Tuesday, October 20, 2009

FISH > YUENGLING

Look at that fish. look at his beady little eyes. i ate him. yes i did! i ate him right up.
him and his brothers. the red snappa' brothers. i ate all of them. like the gangsta i am, i first laid them on a bed of salt (that i added some whipped egg whites too). also i stuffed those mothah fuckahs with some lemon and onion and garlic, because THAT IS HOW I ROLL.
look at them all snug in their beds made of salt! so cute. that's like 5 pounds of salt there. and like 6 whipped egg whites. that's a lot of salt.
here they go -- into the oven at 425 for 30 minutes. there's no real way to tell when they're done, so just know that a 1.5 lb fish wrapped in about an inch or more of salt will take 25 minutes to cook. TRUST THE TIMING. i added a few more minutes because i cooked two fish to the pan. i mean bed. bed of salt.
then... then i cracked that salt right off. and threw it in the GARBAGE. fucking salt. it also got everywhere. but not inside my fishies! awesome. they have dead eyes now. right when they came out of the oven, the eyes were all swelled up because the liquid inside boiled, but then after a few minutes they caved in. animal eyes are cool.
yeah, this is me de-skinning those delicious fishys. you take that skin right off and the meat inside is delicous and moist. and surprisingly not salty at all! omg. i'm going to have to tell you guys about going to the fish market in trenton. oh man. matt just threw me off track for a second. where was i?
oh fuck yeah. that's such a good combination. dale's pale ale (the best beer in existence in a can) (also Matt says it's damned delicious and he's got a pretty good repoire when it comes to beer tasting) (also it's just a fact) and some red snapper. oh yeah, i was going to tell you guys about this place - ok, so.

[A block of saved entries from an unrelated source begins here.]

use crate::crew::ResolvedPipeline;
use crate::engine::{ExecutionEngine, Inputs};
use crate::error::{CrewError, Result};
use crate::flow::{AgentSpec, FlowDocuments, TaskSpec, parse_records};
use std::path::{Path, PathBuf};
use std::sync::Mutex;

/// Write `<root>/<flow>/{agents,tasks}.yaml` and return the flow directory.
pub(crate) fn write_flow(root: &Path, flow: &str, agents_yaml: &str, tasks_yaml: &str) -> PathBuf {
    let dir = root.join(flow);
    std::fs::create_dir_all(&dir).unwrap();
    std::fs::write(dir.join("agents.yaml"), agents_yaml).unwrap();
    std::fs::write(dir.join("tasks.yaml"), tasks_yaml).unwrap();
    dir
}

/// Parse documents in memory, without touching the filesystem.
pub(crate) fn flow_docs(flow: &str, agents_yaml: &str, tasks_yaml: &str) -> FlowDocuments {
    FlowDocuments {
        flow: flow.to_string(),
        agents: parse_records::<AgentSpec>(Path::new("agents.yaml"), agents_yaml).unwrap(),
        tasks: parse_records::<TaskSpec>(Path::new("tasks.yaml"), tasks_yaml).unwrap(),
    }
}

/// Engine double that records what it was asked to run.
#[derive(Default)]
pub(crate) struct RecordingEngine {
    pub(crate) reply: String,
    pub(crate) fail_with: Option<String>,
    pub(crate) calls: Mutex<Vec<(String, Inputs)>>,
}

impl RecordingEngine {
    pub(crate) fn replying(reply: &str) -> Self {
        Self {
            reply: reply.to_string(),
            ..Default::default()
        }
    }

    pub(crate) fn failing(message: &str) -> Self {
        Self {
            fail_with: Some(message.to_string()),
            ..Default::default()
        }
    }

    pub(crate) fn call_count(&self) -> usize {
        self.calls.lock().unwrap().len()
    }
}

impl ExecutionEngine for RecordingEngine {
    fn execute(&self, pipeline: &ResolvedPipeline, inputs: &Inputs) -> Result<String> {
        self.calls
            .lock()
            .unwrap()
            .push((pipeline.flow().to_string(), inputs.clone()));
        match &self.fail_with {
            Some(message) => Err(CrewError::Engine(message.clone())),
            None => Ok(self.reply.clone()),
        }
    }
}
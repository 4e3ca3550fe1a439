//! Implementation of the `crewflow list` command.

use super::Launcher;
use crate::error::{CrewError, Result};
use crate::events::{Event, read_events};
use crate::flow::list_flows;
use std::io::{self, Write};
use std::path::Path;

/// Print one flow per line, with the outcome of its last run if any.
pub fn cmd_list(launcher: &Launcher) -> Result<()> {
    write_flow_list(launcher, &mut io::stdout())
}

fn write_flow_list<W: Write>(launcher: &Launcher, out: &mut W) -> Result<()> {
    let config_root = launcher.config_root();
    let flows = list_flows(&config_root)?;
    let output_root = launcher.output_root();

    let written = if flows.is_empty() {
        writeln!(out, "No flows found under {}", config_root.display())
    } else {
        let width = flows.iter().map(String::len).max().unwrap_or(0);
        flows
            .iter()
            .try_for_each(|flow| match last_event(&output_root, flow) {
                Some(event) => writeln!(
                    out,
                    "{:<width$}  last run: {} at {}",
                    flow,
                    event.action,
                    event.ts.format("%Y-%m-%d %H:%M:%S UTC"),
                    width = width
                ),
                None => writeln!(out, "{}", flow),
            })
    };
    written.map_err(|e| CrewError::UserError(format!("console I/O failed: {}", e)))
}

/// A damaged event log only costs the status column.
fn last_event(output_root: &Path, flow: &str) -> Option<Event> {
    match read_events(output_root, flow) {
        Ok(mut events) => events.pop(),
        Err(e) => {
            tracing::warn!(flow, error = %e, "could not read event log");
            None
        }
    }
}

#[cfg(test)]
mod tests {
    use super::*;
    use crate::events::{EventAction, append_event};
    use crate::settings::Settings;
    use crate::test_support::write_flow;
    use tempfile::TempDir;

    #[test]
    fn test_lists_flows_sorted() {
        let temp = TempDir::new().unwrap();
        let root = temp.path().join("config");
        write_flow(&root, "marketing", "", "");
        write_flow(&root, "audit", "", "");
        let launcher = Launcher::new(temp.path().to_path_buf(), Settings::default());

        let mut out = Vec::new();
        write_flow_list(&launcher, &mut out).unwrap();

        assert_eq!(String::from_utf8(out).unwrap(), "audit\nmarketing\n");
    }

    #[test]
    fn test_empty_config_root() {
        let temp = TempDir::new().unwrap();
        std::fs::create_dir_all(temp.path().join("config")).unwrap();
        let launcher = Launcher::new(temp.path().to_path_buf(), Settings::default());

        let mut out = Vec::new();
        write_flow_list(&launcher, &mut out).unwrap();

        assert!(String::from_utf8(out).unwrap().starts_with("No flows found"));
    }

    #[test]
    fn test_missing_config_root_is_config_error() {
        let temp = TempDir::new().unwrap();
        let launcher = Launcher::new(temp.path().to_path_buf(), Settings::default());

        let err = write_flow_list(&launcher, &mut Vec::new()).unwrap_err();

        assert!(matches!(err, CrewError::Config(_)));
    }

    #[test]
    fn test_shows_last_run_status() {
        let temp = TempDir::new().unwrap();
        let root = temp.path().join("config");
        write_flow(&root, "audit", "", "");
        write_flow(&root, "marketing", "", "");
        let launcher = Launcher::new(temp.path().to_path_buf(), Settings::default());
        let output_root = launcher.output_root();
        append_event(&output_root, &Event::new(EventAction::RunStarted, "audit")).unwrap();
        append_event(&output_root, &Event::new(EventAction::RunFailed, "audit")).unwrap();

        let mut out = Vec::new();
        write_flow_list(&launcher, &mut out).unwrap();

        let shown = String::from_utf8(out).unwrap();
        let lines: Vec<&str> = shown.lines().collect();
        assert!(lines[0].starts_with("audit      last run: run_failed at "));
        assert_eq!(lines[1], "marketing");
    }

    #[test]
    fn test_damaged_event_log_still_lists_flow() {
        let temp = TempDir::new().unwrap();
        write_flow(&temp.path().join("config"), "audit", "", "");
        let launcher = Launcher::new(temp.path().to_path_buf(), Settings::default());
        let log = crate::events::events_file_path(&launcher.output_root(), "audit");
        std::fs::create_dir_all(log.parent().unwrap()).unwrap();
        std::fs::write(&log, "not json\n").unwrap();

        let mut out = Vec::new();
        write_flow_list(&launcher, &mut out).unwrap();

        assert_eq!(String::from_utf8(out).unwrap(), "audit\n");
    }
}
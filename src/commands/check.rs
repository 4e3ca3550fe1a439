//! Implementation of the `crewflow check` command.
//!
//! Loads and wires a flow exactly as `run` would, then prints the plan and
//! the inputs its task descriptions expect. Warnings (unknown tools, dropped
//! context references) surface through the log. Nothing is executed.

use super::Launcher;
use super::run::load_pipeline;
use crate::cli::CheckArgs;
use crate::error::{CrewError, Result};
use std::io::{self, Write};

pub fn cmd_check(launcher: &Launcher, args: CheckArgs) -> Result<()> {
    write_check(launcher, &args.flow, &mut io::stdout())
}

fn write_check<W: Write>(launcher: &Launcher, flow: &str, out: &mut W) -> Result<()> {
    let pipeline = load_pipeline(launcher, flow)?;
    let input_key = launcher.settings.input_key.as_str();

    let mut text = pipeline.render_plan();
    text.push_str("\n## Inputs\n\n");
    let placeholders = pipeline.placeholders();
    if placeholders.is_empty() {
        text.push_str("(none referenced)\n");
    }
    for name in &placeholders {
        let source = if name == input_key {
            "operator input"
        } else {
            "--set"
        };
        text.push_str(&format!("- {} ({})\n", name, source));
    }
    if !placeholders.contains(input_key) {
        tracing::warn!(
            flow,
            input_key,
            "no task description references the operator input"
        );
    }

    write!(out, "{}", text)
        .map_err(|e| CrewError::UserError(format!("console I/O failed: {}", e)))?;
    tracing::info!(flow, tasks = pipeline.tasks().len(), "flow is valid");
    Ok(())
}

FISH AS FAR AS THE EYE CAN SEE. seriously. like 30 varieties of fish, all ready to be de-scaled and de boned and gutted and everythign by my helpful mexican de-fisherizer. he was amazing. there were also tanks of live fish in case i wanted to take home my own tilapia for a pet. also, there was a WALL of SHRIMP. i almost lost my boyfriend to grocery section! and whole rock crabs and blue crabs (but only the females which is just tragic because they take em out of the waters and then who will be there to make the next generation of little crabbies for me to eat?)lauren got really grossed out by the eyeballs. and the spine. personally, i like looking at all the parts of something i'm eating... i mean, hell. it's going inside you, you might as well get a good look, eh? am i right?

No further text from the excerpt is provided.